WORK INSTRUCTION:
The required answer is a copy of each line in the entries below that includes "defaults".

RECORDS FOR THE TASK:
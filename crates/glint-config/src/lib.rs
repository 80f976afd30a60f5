//! Configuration file handling for glint.
//!
//! Settings live in `config.toml` inside the platform config directory
//! (`~/.config/glint/` on Linux). Every field is optional; a missing file
//! means all defaults.

use std::{
    fs,
    path::{Path, PathBuf},
    time::Duration,
};

use color_eyre::eyre::{Result, WrapErr};
use directories::ProjectDirs;
use glint_effects::{ParticleConfig, TrailConfig};
use serde::{Deserialize, Serialize};

const CONFIG_FILE: &str = "config.toml";
const LOG_FILE: &str = "glint.log";

/// Frame rates outside this range are clamped.
const FPS_RANGE: (u32, u32) = (1, 240);

/// Top-level configuration.
#[derive(Debug, Clone, PartialEq, Serialize, Deserialize)]
#[serde(default)]
pub struct Config {
    /// Fixed RNG seed; fresh entropy on every run when absent.
    pub seed: Option<u64>,
    /// Target frames per second.
    pub fps: u32,
    /// Show the hover card demonstrating tilt and magnetic offset.
    pub show_card: bool,
    pub particles: ParticleConfig,
    pub trail: TrailConfig,
}

impl Default for Config {
    fn default() -> Self {
        Self {
            seed: None,
            fps: 60,
            show_card: true,
            particles: ParticleConfig::default(),
            trail: TrailConfig::default(),
        }
    }
}

impl Config {
    /// Load configuration from `path`, or from the default location.
    ///
    /// A missing file yields the defaults; an unreadable or malformed one is
    /// an error.
    pub fn load(path: Option<&Path>) -> Result<Self> {
        let path = match path {
            Some(p) => p.to_path_buf(),
            None => match default_config_path() {
                Some(p) => p,
                None => {
                    tracing::debug!("no config directory on this platform, using defaults");
                    return Ok(Self::default());
                }
            },
        };

        if !path.exists() {
            tracing::debug!(path = %path.display(), "config file not found, using defaults");
            return Ok(Self::default());
        }

        let contents = fs::read_to_string(&path)
            .wrap_err_with(|| format!("failed to read config file {}", path.display()))?;
        let config = Self::from_toml(&contents)
            .wrap_err_with(|| format!("invalid config file {}", path.display()))?;
        tracing::info!(path = %path.display(), "loaded config");
        Ok(config)
    }

    /// Parse configuration from TOML text.
    pub fn from_toml(contents: &str) -> Result<Self> {
        Ok(toml::from_str(contents)?)
    }

    /// Serialize to TOML, e.g. to seed a config file.
    pub fn to_toml(&self) -> Result<String> {
        Ok(toml::to_string_pretty(self)?)
    }

    /// Time between frames at the configured rate.
    pub fn frame_interval(&self) -> Duration {
        let fps = self.fps.clamp(FPS_RANGE.0, FPS_RANGE.1);
        Duration::from_secs(1) / fps
    }
}

fn project_dirs() -> Option<ProjectDirs> {
    ProjectDirs::from("", "", "glint")
}

/// Where `config.toml` is looked up when no path is given.
pub fn default_config_path() -> Option<PathBuf> {
    project_dirs().map(|dirs| dirs.config_dir().join(CONFIG_FILE))
}

/// Where the log file is written.
pub fn default_log_path() -> Option<PathBuf> {
    project_dirs().map(|dirs| dirs.data_local_dir().join(LOG_FILE))
}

YOUR SOLUTION:
//! means all defaults.
    /// A missing file yields the defaults; an unreadable or malformed one is
                    tracing::debug!("no config directory on this platform, using defaults");
            tracing::debug!(path = %path.display(), "config file not found, using defaults");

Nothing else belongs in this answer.